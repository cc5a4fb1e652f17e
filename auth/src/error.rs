use thiserror::Error;

/// Failure taxonomy for one authentication attempt.
///
/// Only the anisette and timeout kinds are worth retrying by re-invoking
/// the attempt; everything else is terminal — repeating a failed SRP
/// exchange against the live service risks locking the account.
#[derive(Debug, Error)]
pub enum AuthError {
    #[error("server negotiated unsupported protocol variant {0:?}")]
    UnsupportedVariant(String),

    #[error("SRP challenge could not be processed: {0}")]
    Challenge(String),

    #[error("authentication rejected: {0}")]
    AuthenticationRejected(String),

    #[error("server proof mismatch; session cannot be trusted")]
    SessionVerification,

    #[error("encrypted payload has inconsistent padding (session key mismatch)")]
    Padding,

    #[error("server demands an unrecognized second factor {0:?}")]
    UnknownSecondFactor(String),

    #[error("second factor rejected: {0}")]
    TwoFactorRejected(String),

    #[error("server demanded another second factor after one was already verified")]
    SecondFactorLoop,

    #[error("anisette provider unavailable: {0}")]
    AnisetteUnavailable(String),

    #[error("network timeout talking to {0}")]
    NetworkTimeout(String),

    #[error("malformed server response: {0}")]
    MalformedResponse(String),
}

impl AuthError {
    /// Whether re-invoking the whole attempt is reasonable. Infrastructure
    /// trouble is; anything the server decided about the credentials or the
    /// session is not.
    pub fn is_retryable(&self) -> bool {
        matches!(
            self,
            AuthError::AnisetteUnavailable(_) | AuthError::NetworkTimeout(_)
        )
    }
}

#[cfg(test)]
mod tests {
    use super::*;

    #[test]
    fn only_infrastructure_failures_are_retryable() {
        assert!(AuthError::AnisetteUnavailable("down".into()).is_retryable());
        assert!(AuthError::NetworkTimeout("gsa.apple.com".into()).is_retryable());
        assert!(!AuthError::AuthenticationRejected("bad password".into()).is_retryable());
        assert!(!AuthError::SessionVerification.is_retryable());
        assert!(!AuthError::TwoFactorRejected("missing header".into()).is_retryable());
        assert!(!AuthError::Padding.is_retryable());
    }
}
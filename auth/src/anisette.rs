use base64::{Engine as _, engine::general_purpose::STANDARD as B64};
use serde::Deserialize;
use std::time::Duration;
use uuid::Uuid;

use crate::error::AuthError;

const REQUEST_TIMEOUT: Duration = Duration::from_secs(5);
const MD_RINFO: &str = "17106176";

/// Process-stable device identity. Generated once at startup and shared
/// read-only across attempts: it names the device, not the session.
#[derive(Clone, Debug)]
pub struct DeviceIdentity {
    pub user_id: Uuid,
    pub device_id: Uuid,
}

impl DeviceIdentity {
    pub fn generate() -> Self {
        Self {
            user_id: Uuid::new_v4(),
            device_id: Uuid::new_v4(),
        }
    }
}

/// Attestation header set folded into every signed request. Rebuilt per
/// request — the server rejects stale client-time values.
#[derive(Clone, Debug)]
pub struct AnisetteHeaders {
    pub machine_id: String,
    pub machine_id_meta: String,
    pub client_time: String,
    pub time_zone: String,
    pub locale: String,
    pub routing_info: String,
    pub user_id_b64: String,
    pub device_id_upper: String,
    pub serial_number: String,
}

impl AnisetteHeaders {
    pub fn pairs(&self) -> Vec<(&'static str, String)> {
        vec![
            ("X-Apple-I-MD", self.machine_id.clone()),
            ("X-Apple-I-MD-M", self.machine_id_meta.clone()),
            ("X-Apple-I-Client-Time", self.client_time.clone()),
            ("X-Apple-I-TimeZone", self.time_zone.clone()),
            ("loc", self.locale.clone()),
            ("X-Apple-Locale", self.locale.clone()),
            ("X-Apple-I-MD-RINFO", self.routing_info.clone()),
            ("X-Apple-I-MD-LU", self.user_id_b64.clone()),
            ("X-Mme-Device-Id", self.device_id_upper.clone()),
            ("X-Apple-I-SRL-NO", self.serial_number.clone()),
        ]
    }
}

/// The two attestation fields only the external provider can produce.
#[derive(Debug, Deserialize)]
struct BaseFields {
    #[serde(rename = "X-Apple-I-MD")]
    machine_id: String,
    #[serde(rename = "X-Apple-I-MD-M")]
    machine_id_meta: String,
}

/// Adapter for the external anisette provider. Its failures are reported
/// apart from authentication failures: an unreachable provider almost
/// always means local infrastructure trouble, not bad credentials.
#[derive(Clone)]
pub struct AnisetteClient {
    http: reqwest::Client,
    url: String,
}

impl AnisetteClient {
    pub fn new(url: String) -> Self {
        let http = reqwest::Client::builder()
            .timeout(REQUEST_TIMEOUT)
            .build()
            .expect("http client construction");
        Self { http, url }
    }

    pub fn url(&self) -> &str {
        &self.url
    }

    async fn fetch_base(&self) -> Result<BaseFields, AuthError> {
        let resp = self
            .http
            .get(&self.url)
            .send()
            .await
            .map_err(|e| AuthError::AnisetteUnavailable(format!("{}: {e}", self.url)))?;
        if !resp.status().is_success() {
            return Err(AuthError::AnisetteUnavailable(format!(
                "{} returned HTTP {}",
                self.url,
                resp.status()
            )));
        }
        resp.json()
            .await
            .map_err(|e| AuthError::AnisetteUnavailable(format!("{}: {e}", self.url)))
    }

    /// The full header set for one signed request: provider fields plus
    /// freshly computed time/locale metadata and the device identifiers.
    pub async fn build_headers(
        &self,
        device: &DeviceIdentity,
    ) -> Result<AnisetteHeaders, AuthError> {
        let base = self.fetch_base().await?;
        Ok(AnisetteHeaders {
            machine_id: base.machine_id,
            machine_id_meta: base.machine_id_meta,
            client_time: client_time_now(),
            time_zone: "UTC".to_string(),
            locale: locale_from(std::env::var("LANG").ok()),
            routing_info: MD_RINFO.to_string(),
            user_id_b64: B64.encode(device.user_id.to_string().to_uppercase()),
            device_id_upper: device.device_id.to_string().to_uppercase(),
            serial_number: "0".to_string(),
        })
    }
}

fn client_time_now() -> String {
    // Second precision with a trailing Z, e.g. 2026-08-07T12:00:00Z
    chrono::Utc::now().format("%Y-%m-%dT%H:%M:%SZ").to_string()
}

fn locale_from(lang: Option<String>) -> String {
    lang.and_then(|v| v.split('.').next().map(str::to_string))
        .filter(|v| !v.is_empty() && v != "C" && v != "POSIX")
        .unwrap_or_else(|| "en_US".to_string())
}

#[cfg(test)]
mod tests {
    use super::*;

    #[test]
    fn locale_falls_back_to_en_us() {
        assert_eq!(locale_from(None), "en_US");
        assert_eq!(locale_from(Some("C".into())), "en_US");
        assert_eq!(locale_from(Some("POSIX".into())), "en_US");
        assert_eq!(locale_from(Some("de_DE.UTF-8".into())), "de_DE");
        assert_eq!(locale_from(Some("en_GB".into())), "en_GB");
    }

    #[test]
    fn client_time_is_second_precision_utc() {
        let t = client_time_now();
        assert_eq!(t.len(), 20);
        assert!(t.ends_with('Z'));
        assert_eq!(&t[4..5], "-");
        assert_eq!(&t[10..11], "T");
    }

    #[test]
    fn header_pairs_carry_both_locale_keys() {
        let device = DeviceIdentity::generate();
        let headers = AnisetteHeaders {
            machine_id: "md".into(),
            machine_id_meta: "mdm".into(),
            client_time: client_time_now(),
            time_zone: "UTC".into(),
            locale: "en_US".into(),
            routing_info: MD_RINFO.into(),
            user_id_b64: B64.encode(device.user_id.to_string().to_uppercase()),
            device_id_upper: device.device_id.to_string().to_uppercase(),
            serial_number: "0".into(),
        };
        let pairs = headers.pairs();
        let names: Vec<&str> = pairs.iter().map(|(n, _)| *n).collect();
        assert!(names.contains(&"loc"));
        assert!(names.contains(&"X-Apple-Locale"));
        assert!(names.contains(&"X-Apple-I-MD"));
        assert!(names.contains(&"X-Apple-I-MD-M"));
        assert_eq!(pairs.len(), 10);
    }
}
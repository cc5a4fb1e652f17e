use axum::{extract::Request, middleware::Next, response::Response};
use owo_colors::OwoColorize;
use std::time::Instant;

pub async fn public(req: Request, next: Next) -> Response {
    log("pub", req, next).await
}

async fn log(tag: &'static str, req: Request, next: Next) -> Response {
    let method = req.method().clone();
    let path = req.uri().path().to_string();
    let start = Instant::now();
    let res = next.run(req).await;
    let status = res.status().as_u16();
    let elapsed_ms = start.elapsed().as_millis();
    if res.status().is_success() {
        println!(
            "{} {} {} {} {}",
            tag.dimmed(),
            method.to_string().blue(),
            path,
            status.green(),
            format!("{elapsed_ms}ms").dimmed(),
        );
    } else {
        println!(
            "{} {} {} {} {}",
            tag.dimmed(),
            method.to_string().blue(),
            path,
            status.red(),
            format!("{elapsed_ms}ms").dimmed(),
        );
    }
    res
}
use clap::{Parser, Subcommand};

#[derive(Parser, Debug, Clone)]
#[command(author, version, about, long_about = None)]
pub struct Cli {
    #[command(subcommand)]
    pub command: Commands,
}

#[derive(Subcommand, Debug, Clone)]
pub enum Commands {
    /// Log in and store the search-party token for the report proxy.
    Login(LoginArgs),
}

#[derive(Parser, Debug, Clone)]
pub struct LoginArgs {
    /// Apple ID email; prompted for when absent.
    #[arg(long, env = "APPLEID_EMAIL")]
    pub username: Option<String>,

    /// Apple ID password; prompted for when absent.
    #[arg(long, env = "APPLEID_PWD", hide_env_values = true)]
    pub password: Option<String>,

    /// Base URL of the anisette provider.
    #[arg(long, env = "ANISETTE_URL", default_value = "http://anisette:6969")]
    pub anisette_url: String,

    /// Where the obtained token is persisted.
    #[arg(long, env = "AUTH_STATE_PATH", default_value = "data/auth.json")]
    pub state: String,

    /// Re-run the login even when a stored token exists.
    #[arg(long)]
    pub force: bool,
}
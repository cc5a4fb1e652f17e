use hayloft_auth::AuthError;
use serde_json::Value;

use crate::app::App;

const FETCH_ENDPOINT: &str = "https://gateway.icloud.com/acsnservice/fetch";

/// Forwards one report query upstream with the stored credential pair and
/// a fresh anisette header set.
pub async fn forward(app: &App, query: Value) -> Result<Value, AuthError> {
    let headers = app.anisette.build_headers(&app.device).await?;

    let mut req = app
        .http
        .post(FETCH_ENDPOINT)
        .basic_auth(&app.auth.dsid, Some(&app.auth.search_party_token))
        .json(&query);
    for (name, value) in headers.pairs() {
        req = req.header(name, value);
    }

    let resp = req.send().await.map_err(|e| net_err(FETCH_ENDPOINT, e))?;
    if !resp.status().is_success() {
        return Err(AuthError::MalformedResponse(format!(
            "fetch service returned HTTP {}",
            resp.status()
        )));
    }
    resp.json()
        .await
        .map_err(|e| AuthError::MalformedResponse(format!("{FETCH_ENDPOINT}: {e}")))
}

fn net_err(target: &str, e: reqwest::Error) -> AuthError {
    if e.is_timeout() || e.is_connect() {
        AuthError::NetworkTimeout(target.to_string())
    } else {
        AuthError::MalformedResponse(format!("{target}: {e}"))
    }
}
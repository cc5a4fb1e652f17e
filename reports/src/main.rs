use anyhow::{Result, bail};
use clap::Parser;
use hayloft_auth::AnisetteClient;
use hayloft_common::{shutdown::shutdown_signal, state};
use std::path::Path;
use tokio_util::sync::CancellationToken;

pub mod app;
pub mod args;
pub mod fetch;
pub mod server;
pub mod tag;

use args::Commands;

#[tokio::main]
async fn main() -> Result<()> {
    hayloft_common::init();
    let cli = args::Cli::parse();
    match cli.command {
        Commands::Server(args) => run_server(args).await,
    }
}

async fn run_server(args: args::ServerArgs) -> Result<()> {
    let Some(auth) = state::load(Path::new(&args.state))? else {
        bail!(
            "no auth token at {}; run `hayloft-auth login` first",
            args.state
        );
    };

    let cancel = CancellationToken::new();
    let cancel_clone = cancel.clone();
    tokio::spawn(async move {
        shutdown_signal().await;
        cancel_clone.cancel();
    });

    let anisette = AnisetteClient::new(args.anisette_url.clone());
    let app = app::App::new(cancel.clone(), auth, anisette);
    server::run(cancel, args.port, app).await
}
use anyhow::Result;
use clap::Parser;
use hayloft_auth::{AnisetteClient, CodePrompt, Credentials, DeviceIdentity};
use hayloft_common::state::{self, AuthState};
use owo_colors::OwoColorize;
use std::io::{self, Write};
use std::path::PathBuf;

mod args;

use args::Commands;

#[tokio::main]
async fn main() -> Result<()> {
    hayloft_common::init();
    let cli = args::Cli::parse();
    match cli.command {
        Commands::Login(args) => login(args).await,
    }
}

async fn login(args: args::LoginArgs) -> Result<()> {
    let state_path = PathBuf::from(&args.state);

    if !args.force {
        if let Some(existing) = state::load(&state_path)? {
            println!(
                "{} {} {}",
                "🔑 Token for dsid".green(),
                existing.dsid.green().dimmed(),
                "already stored; pass --force to regenerate.".green()
            );
            return Ok(());
        }
    }

    let username = match args.username {
        Some(u) => u,
        None => prompt_line("Apple ID: ")?,
    };
    let password = match args.password {
        Some(p) => p,
        None => prompt_line("Password: ")?,
    };

    // One device identity per process; attempts share it read-only.
    let device = DeviceIdentity::generate();
    let anisette = AnisetteClient::new(args.anisette_url.clone());
    let creds = Credentials { username, password };

    println!(
        "{}{}",
        "🔐 Authenticating via anisette at ".green(),
        anisette.url().green().dimmed()
    );

    match hayloft_auth::authenticate(&anisette, &device, &creds, &StdinPrompt).await {
        Ok(token) => {
            state::store(
                &state_path,
                &AuthState {
                    dsid: token.account_id,
                    search_party_token: token.search_party_token,
                },
            )?;
            println!(
                "{}{}",
                "✅ Login complete; token stored at ".green(),
                args.state.green().dimmed()
            );
            Ok(())
        }
        Err(e) if e.is_retryable() => {
            eprintln!("auth infrastructure error (retrying the login may help): {e}");
            Err(e.into())
        }
        Err(e) => {
            eprintln!("authentication failed: {e}");
            Err(e.into())
        }
    }
}

struct StdinPrompt;

impl CodePrompt for StdinPrompt {
    fn read_code(&self, prompt: &str) -> io::Result<String> {
        prompt_line(prompt)
    }
}

fn prompt_line(prompt: &str) -> io::Result<String> {
    print!("{prompt}");
    io::stdout().flush()?;
    let mut line = String::new();
    io::stdin().read_line(&mut line)?;
    Ok(line.trim().to_string())
}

**DIRECTIONS FOR THIS TASK:**
Each line of the entries where the string "Instant" occurs should be shown.

**YOUR SOLUTION:**
use std::time::Instant;
    let start = Instant::now();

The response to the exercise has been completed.